If using plasma as a disinfectant sounds like the stuff of fiction, think again.
After hearing intriguing anecdotal reports about the long-lasting antimicrobial powers of water treated with plasma, Berkeley chemical engineering professor David Graves teamed up with colleague Douglas Clark to investigate. To their surprise, they discovered that the water could stay active for up to a week or more, but were puzzled as to the reason why.
Applying an electric field to a gas makes plasma, an ionized gas found naturally in the sun and lightning, and artificially in fluorescent lamps and plasma TVs. When occuring in air, the process creates a mix of reactive molecules, sometimes called a “plasma cocktail,” that can diffuse into water a few millimeters away, making the water antimicrobial and acidic.
Graves, Clark, and their fellow researchers, including former post-doctoral fellow Matthew Traylor, graduate students Matthew Pavlovich and Sharmin Karim, undergraduate Pritha Hait, and research associate Yukinori Sakiyama, treated distilled water with plasma for about 20 minutes, and then exposed the water to E. coli for different periods of time. By counting the number of viable cells over time, they determined that although the water became less effective the longer it sat, it remained antibacterial for about a week.
The researchers thought the chemicals responsible were hydrogen peroxide, nitrates, and nitrites, known antimicrobials present in plasma-treated water. But the water continued to eliminate bacteria for seven days, whereas the hydrogen peroxide and nitrite were undetectable after just three or four days. “We concluded, whatever it was that was killing the bacteria, we probably weren’t measuring it,” says Graves. “It’s still a question mark in the whole community.”
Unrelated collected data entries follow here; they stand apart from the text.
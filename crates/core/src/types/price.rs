//! Type-safe price representation using decimal arithmetic.
//!
//! Prices are kept as [`Decimal`] in the currency's standard unit so that cart
//! totals are exact sums. The backend quotes a single currency, so unlike a
//! multi-currency storefront there is no currency code attached.

use std::iter::Sum;
use std::ops::{Add, Mul};

use rust_decimal::Decimal;
use serde::{Deserialize, Serialize};

/// A unit or line price.
#[derive(Debug, Clone, Copy, PartialEq, Eq, PartialOrd, Ord, Hash, Default, Serialize, Deserialize)]
#[serde(transparent)]
pub struct Price(Decimal);

impl Price {
    /// A price of zero.
    pub const ZERO: Self = Self(Decimal::ZERO);

    /// Create a new price.
    #[must_use]
    pub const fn new(amount: Decimal) -> Self {
        Self(amount)
    }

    /// Create a price from a whole number of units.
    #[must_use]
    pub fn from_units(units: i64) -> Self {
        Self(Decimal::from(units))
    }

    /// Get the decimal amount.
    #[must_use]
    pub const fn amount(&self) -> Decimal {
        self.0
    }

    /// Price of `quantity` units at this unit price.
    ///
    /// Saturates at `Decimal::MAX` instead of overflowing.
    #[must_use]
    pub fn times(self, quantity: u32) -> Self {
        Self(self.0.saturating_mul(Decimal::from(quantity)))
    }

    /// Format for display with two decimal places (e.g., "12.50").
    #[must_use]
    pub fn display(&self) -> String {
        format!("{:.2}", self.0)
    }
}

impl From<Decimal> for Price {
    fn from(amount: Decimal) -> Self {
        Self(amount)
    }
}

impl Add for Price {
    type Output = Self;

    fn add(self, rhs: Self) -> Self {
        Self(self.0.saturating_add(rhs.0))
    }
}

impl Mul<u32> for Price {
    type Output = Self;

    fn mul(self, rhs: u32) -> Self {
        self.times(rhs)
    }
}

impl Sum for Price {
    fn sum<I: Iterator<Item = Self>>(iter: I) -> Self {
        iter.fold(Self::ZERO, Add::add)
    }
}

impl std::fmt::Display for Price {
    fn fmt(&self, f: &mut std::fmt::Formatter<'_>) -> std::fmt::Result {
        write!(f, "{}", self.0)
    }
}

#[cfg(test)]
#[allow(clippy::unwrap_used)]
mod tests {
    use super::*;

    #[test]
    fn test_times_and_sum() {
        let total: Price = [Price::from_units(100).times(2), Price::from_units(50) * 1]
            .into_iter()
            .sum();
        assert_eq!(total, Price::from_units(250));
    }

    #[test]
    fn test_arithmetic_saturates_instead_of_panicking() {
        let huge = Price::new(Decimal::MAX - Decimal::from(10));
        assert_eq!(huge.times(2), Price::new(Decimal::MAX));
        assert_eq!(huge + huge, Price::new(Decimal::MAX));

        let total: Price = [huge, huge, Price::from_units(1)].into_iter().sum();
        assert_eq!(total, Price::new(Decimal::MAX));
    }

    #[test]
    fn test_display_two_decimals() {
        let price = Price::new(Decimal::new(1250, 2));
        assert_eq!(price.display(), "12.50");
        assert_eq!(Price::from_units(3).display(), "3.00");
    }

    #[test]
    fn test_deserialize_from_number_or_string() {
        let from_number: Price = serde_json::from_str("100").unwrap();
        let from_string: Price = serde_json::from_str("\"100\"").unwrap();
        assert_eq!(from_number, Price::from_units(100));
        assert_eq!(from_string, from_number);
    }
}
Even so, the sustained antimicrobial effect opens up a new realm of possible applications. Graves thinks that plasmas will eventually find a place in modern hospitals, but he believes that they may be more immediately useful in the developing world. The same electronic ignition systems found in scooters or lawn mowers can be used to build cheap, portable devices for making plasmas. In rural hospitals or refugee camps, that plasma could transform water into stopgap disinfectants and antiseptics. Not bad for chemicals generated—literally—out of thin air.